Ever since I first seriously studied Neandertals (yes, that's the correct spelling) as an undergrad, I have had this rather sad, poignant image in my head:
It's somewhere between 24,000 and 30,000 years ago. It's night time. There's a young man sitting alone by a small camp fire fire. I always imagine him as young but an adult because someone who is old enough to have learned survival skills and yet young enough to be able to fight off disease and starvation is the one who is likely to have survived. I imagine him as male because I am male, and therefore have an easier time putting myself in his position if he is as well. He is the last Neandertal on Earth.
His band is gone, except for him. This band may have included his parents and siblings, and likely included his mate (assuming, and it is an assumption, that they were given to monogamy) and children. He's the last one, though. The others may have died in a violent conflict with the other creatures, the tall and thin ones with the high foreheads who are the ancestors of you and me, or they may have died of starvation due to a changing climate, or they may have simply been pushed away from their normal food sources by the other creatures. It doesn't matter now, because they are gone and only our young man remains, and he is starving to death.
He sits by his fire not knowing that he is the last of his species. Bands as small as his was are fluid, members come and go, and maybe he expects that he will find more of his kind and life will go on, should he survive.
Is this pondering likely to have been true? Of course not. The last Neandertal is just as likely to have been female as male, may have been a child or may have been elderly. They may have met a violent fate at the hands of an anatomically modern human (our species) or a wild animal. There is some evidence to suggest that Neandertals could have interbred with anatomically modern humans and therefore there may not have been a last Neandertal, but rather an elimination of the species as their genes were spread within (or phased out of) the Homo Sapien sapien gene pool.
Stories like this one about the last Neandertal occupy a weird place in archaeology. On the one hand, there is rarely data to support them, and therefore they are on shaky ground from the start. They often create images in our minds that can interfere with our ability to judge data more clearly. At the same time, these sorts of stories are often what keep us interested in our work and prevent us from making the mistake of thinking of past people as little more than statistics.

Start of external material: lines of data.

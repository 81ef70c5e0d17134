//! Common types for the dataplane operator: CRDs, conditions, errors and utilities

#![deny(missing_docs)]

pub mod condition;
pub mod config;
pub mod crd;
pub mod error;
pub mod hash;
pub mod kube_utils;

pub use error::Error;

/// Result type alias using our custom Error type
pub type Result<T> = std::result::Result<T, Error>;

/// Field manager used for server-side apply and status patches
pub const DEFAULT_FIELD_MANAGER: &str = "dataplane-operator";

/// Label carried by execution pods, valued with the deployment name
pub const DEPLOYMENT_LABEL_KEY: &str = "openstackdataplanedeployment";

/// Label carried by objects generated for a node set, valued with its name
pub const NODE_SET_LABEL_KEY: &str = "openstackdataplanenodeset";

The Neandertal vanished somewhere between 20,000 and 30,000 years ago. We don't know what their last days were actually like, whether they vanished slowly, were victims of violence, or simply integrated into the anatomically modern human population. The last unequivocal evidence we have for them is from southern Spain, and it dates to approximately 25,000 years ago. In the same cave that holds this evidence, there is cave painting associated with anatomically modern humans that dates to approximately 20,000 years ago. Whether we pushed them out or they simply faded away, we ultimately took their niche.